Two lines in the listing below mark the span: one contains "use std::error::Error;" and one contains "pub enum Console". Reproduce both of them and everything between, exactly.
***** Input data *****
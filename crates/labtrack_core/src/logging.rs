//! Process logging for the lab tracker.
//!
//! # Responsibility
//! - Start the rolling file logger once per process.
//! - Mirror `info`+ records to stderr in a compact form when a server runs
//!   in a terminal ([`Console::Echo`]).
//! - Keep request events parseable: every record is one line of
//!   `event=<name> module=<module> status=<start|ok|error> key=value...`, and
//!   client-controlled values pass through [`log_field`] first.
//!
//! # Invariants
//! - A second init with the same level and directory is a no-op; any other
//!   combination is rejected with [`LoggingError::Conflict`].
//! - Initialization never panics.

use flexi_logger::{
    Cleanup, Criterion, DeferredNow, Duplicate, FileSpec, LogSpecification, Logger,
    LoggerHandle, Naming, WriteMode,
};
use log::{error, info, LevelFilter, Record};
use once_cell::sync::OnceCell;
use std::error::Error;
use std::fmt::{Display, Formatter};
use std::path::{Path, PathBuf};

const FILE_BASENAME: &str = "labtrack";
const ROTATE_AT_BYTES: u64 = 10 * 1024 * 1024;
const KEEP_FILES: usize = 5;
const MAX_FIELD_CHARS: usize = 160;

static ACTIVE: OnceCell<ActiveLogger> = OnceCell::new();
static PANIC_HOOK: OnceCell<()> = OnceCell::new();

struct ActiveLogger {
    level: LevelFilter,
    dir: PathBuf,
    _handle: LoggerHandle,
}

/// Whether records are mirrored to stderr.
#[derive(Debug, Clone, Copy, PartialEq, Eq)]
pub enum Console {
    /// File only; used by one-shot commands whose stdout is the output.
    Quiet,
    /// File plus compact `LEVEL message` lines on stderr for `serve`.
    Echo,
}

/// Logger setup failures.
#[derive(Debug)]
pub enum LoggingError {
    UnsupportedLevel(String),
    RelativeDir(PathBuf),
    CreateDir { dir: PathBuf, source: std::io::Error },
    Backend(String),
    /// Logger already runs with a different level or directory.
    Conflict { active: String, requested: String },
}

impl Display for LoggingError {
    fn fmt(&self, f: &mut Formatter<'_>) -> std::fmt::Result {
        match self {
            Self::UnsupportedLevel(level) => write!(
                f,
                "unsupported log level `{level}`; expected trace|debug|info|warn|error"
            ),
            Self::RelativeDir(dir) => {
                write!(f, "log directory must be absolute, got `{}`", dir.display())
            }
            Self::CreateDir { dir, source } => write!(
                f,
                "cannot create log directory `{}`: {source}",
                dir.display()
            ),
            Self::Backend(message) => write!(f, "logger backend failed to start: {message}"),
            Self::Conflict { active, requested } => write!(
                f,
                "logging already runs as {active}; refusing to switch to {requested}"
            ),
        }
    }
}

impl Error for LoggingError {
    fn source(&self) -> Option<&(dyn Error + 'static)> {
        match self {
            Self::CreateDir { source, .. } => Some(source),
            _ => None,
        }
    }
}

/// Starts file logging under `log_dir` at `level`.
///
/// # Errors
/// - `UnsupportedLevel` for anything but trace/debug/info/warn(ing)/error.
/// - `RelativeDir` when `log_dir` is not absolute.
/// - `Conflict` when a logger with another level or directory is running.
pub fn init_logging(level: &str, log_dir: &Path, console: Console) -> Result<(), LoggingError> {
    let level = parse_level(level)?;
    if !log_dir.is_absolute() {
        return Err(LoggingError::RelativeDir(log_dir.to_path_buf()));
    }

    let active = ACTIVE.get_or_try_init(|| start(level, log_dir, console))?;
    if active.level != level || active.dir != log_dir {
        return Err(LoggingError::Conflict {
            active: describe(active.level, &active.dir),
            requested: describe(level, log_dir),
        });
    }
    Ok(())
}

/// Directory of the running file logger, if any.
pub fn active_log_dir() -> Option<&'static Path> {
    ACTIVE.get().map(|active| active.dir.as_path())
}

/// Default level: `debug` in debug builds, `info` in release builds.
pub fn default_log_level() -> &'static str {
    if cfg!(debug_assertions) {
        "debug"
    } else {
        "info"
    }
}

/// Makes a client-supplied value safe for a `key=value` event field.
///
/// Whitespace and control characters become `_`; long values are cut at
/// 160 characters with a trailing `...`.
pub fn log_field(value: &str) -> String {
    let mut out: String = value
        .chars()
        .take(MAX_FIELD_CHARS)
        .map(|ch| {
            if ch.is_whitespace() || ch.is_control() {
                '_'
            } else {
                ch
            }
        })
        .collect();
    if value.chars().nth(MAX_FIELD_CHARS).is_some() {
        out.push_str("...");
    }
    if out.is_empty() {
        out.push('-');
    }
    out
}

fn start(level: LevelFilter, dir: &Path, console: Console) -> Result<ActiveLogger, LoggingError> {
    std::fs::create_dir_all(dir).map_err(|source| LoggingError::CreateDir {
        dir: dir.to_path_buf(),
        source,
    })?;

    let duplicate = match console {
        Console::Quiet => Duplicate::None,
        Console::Echo => Duplicate::Info,
    };
    let handle = Logger::with(LogSpecification::builder().default(level).build())
        .log_to_file(FileSpec::default().directory(dir).basename(FILE_BASENAME))
        .rotate(
            Criterion::Size(ROTATE_AT_BYTES),
            Naming::Numbers,
            Cleanup::KeepLogFiles(KEEP_FILES),
        )
        .write_mode(WriteMode::BufferAndFlush)
        .append()
        .format_for_files(flexi_logger::detailed_format)
        .duplicate_to_stderr(duplicate)
        .format_for_stderr(console_format)
        .start()
        .map_err(|err| LoggingError::Backend(err.to_string()))?;

    install_panic_hook();
    info!(
        "event=logging_init module=logging status=ok level={} dir={} console={:?} version={}",
        level,
        log_field(&dir.display().to_string()),
        console,
        env!("CARGO_PKG_VERSION")
    );

    Ok(ActiveLogger {
        level,
        dir: dir.to_path_buf(),
        _handle: handle,
    })
}

fn parse_level(level: &str) -> Result<LevelFilter, LoggingError> {
    match level.trim().to_ascii_lowercase().as_str() {
        "trace" => Ok(LevelFilter::Trace),
        "debug" => Ok(LevelFilter::Debug),
        "info" => Ok(LevelFilter::Info),
        "warn" | "warning" => Ok(LevelFilter::Warn),
        "error" => Ok(LevelFilter::Error),
        other => Err(LoggingError::UnsupportedLevel(other.to_string())),
    }
}

fn describe(level: LevelFilter, dir: &Path) -> String {
    format!("level={level} dir=`{}`", dir.display())
}

// Terminal lines skip timestamps and source locations; the file has both.
fn console_format(
    w: &mut dyn std::io::Write,
    _now: &mut DeferredNow,
    record: &Record,
) -> std::io::Result<()> {
    write!(w, "{:<5} {}", record.level(), record.args())
}

fn install_panic_hook() {
    if PANIC_HOOK.set(()).is_err() {
        return;
    }

    let previous = std::panic::take_hook();
    std::panic::set_hook(Box::new(move |panic_info| {
        let location = panic_info
            .location()
            .map_or_else(|| "unknown".to_string(), |loc| format!("{}:{}", loc.file(), loc.line()));
        let payload = panic_info
            .payload()
            .downcast_ref::<&str>()
            .map(|message| (*message).to_string())
            .or_else(|| panic_info.payload().downcast_ref::<String>().cloned())
            .unwrap_or_else(|| "non-string panic payload".to_string());
        error!(
            "event=panic module=logging status=error location={} payload={}",
            location,
            log_field(&payload)
        );
        previous(panic_info);
    }));
}

#[cfg(test)]
mod tests {
    use super::{active_log_dir, init_logging, log_field, parse_level, Console, LoggingError};
    use log::LevelFilter;
    use std::path::Path;

    #[test]
    fn parse_level_accepts_aliases_and_case() {
        assert_eq!(parse_level(" INFO ").unwrap(), LevelFilter::Info);
        assert_eq!(parse_level("warning").unwrap(), LevelFilter::Warn);
        assert!(matches!(
            parse_level("verbose"),
            Err(LoggingError::UnsupportedLevel(level)) if level == "verbose"
        ));
    }

    #[test]
    fn log_field_keeps_request_lines_on_one_line() {
        assert_eq!(log_field("/scientists/abc"), "/scientists/abc");
        assert_eq!(
            log_field("/x status=ok\nevent=forged"),
            "/x_status=ok_event=forged"
        );
        assert_eq!(log_field(""), "-");

        let long = "a".repeat(200);
        let field = log_field(&long);
        assert!(field.ends_with("..."));
        assert_eq!(field.len(), 163);
    }

    #[test]
    fn init_rejects_relative_dir() {
        let err = init_logging("info", Path::new("log"), Console::Quiet)
            .expect_err("relative dir must be rejected");
        assert!(matches!(err, LoggingError::RelativeDir(_)));
    }

    #[test]
    fn init_is_idempotent_and_rejects_switching() {
        let dir = tempfile::tempdir().expect("tempdir should be created");
        let other = tempfile::tempdir().expect("tempdir should be created");

        init_logging("info", dir.path(), Console::Quiet).expect("first init should succeed");
        init_logging("INFO", dir.path(), Console::Echo).expect("same config is a no-op");

        let err = init_logging("debug", dir.path(), Console::Quiet)
            .expect_err("level switch must be rejected");
        assert!(matches!(err, LoggingError::Conflict { .. }));
        let err = init_logging("info", other.path(), Console::Quiet)
            .expect_err("directory switch must be rejected");
        assert!(err.to_string().contains("refusing to switch"));

        assert_eq!(active_log_dir(), Some(dir.path()));
    }
}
*****
> [Solution to this problem]:
use std::error::Error;
use std::fmt::{Display, Formatter};
use std::path::{Path, PathBuf};

const FILE_BASENAME: &str = "labtrack";
const ROTATE_AT_BYTES: u64 = 10 * 1024 * 1024;
const KEEP_FILES: usize = 5;
const MAX_FIELD_CHARS: usize = 160;

static ACTIVE: OnceCell<ActiveLogger> = OnceCell::new();
static PANIC_HOOK: OnceCell<()> = OnceCell::new();

struct ActiveLogger {
    level: LevelFilter,
    dir: PathBuf,
    _handle: LoggerHandle,
}

/// Whether records are mirrored to stderr.
#[derive(Debug, Clone, Copy, PartialEq, Eq)]
pub enum Console {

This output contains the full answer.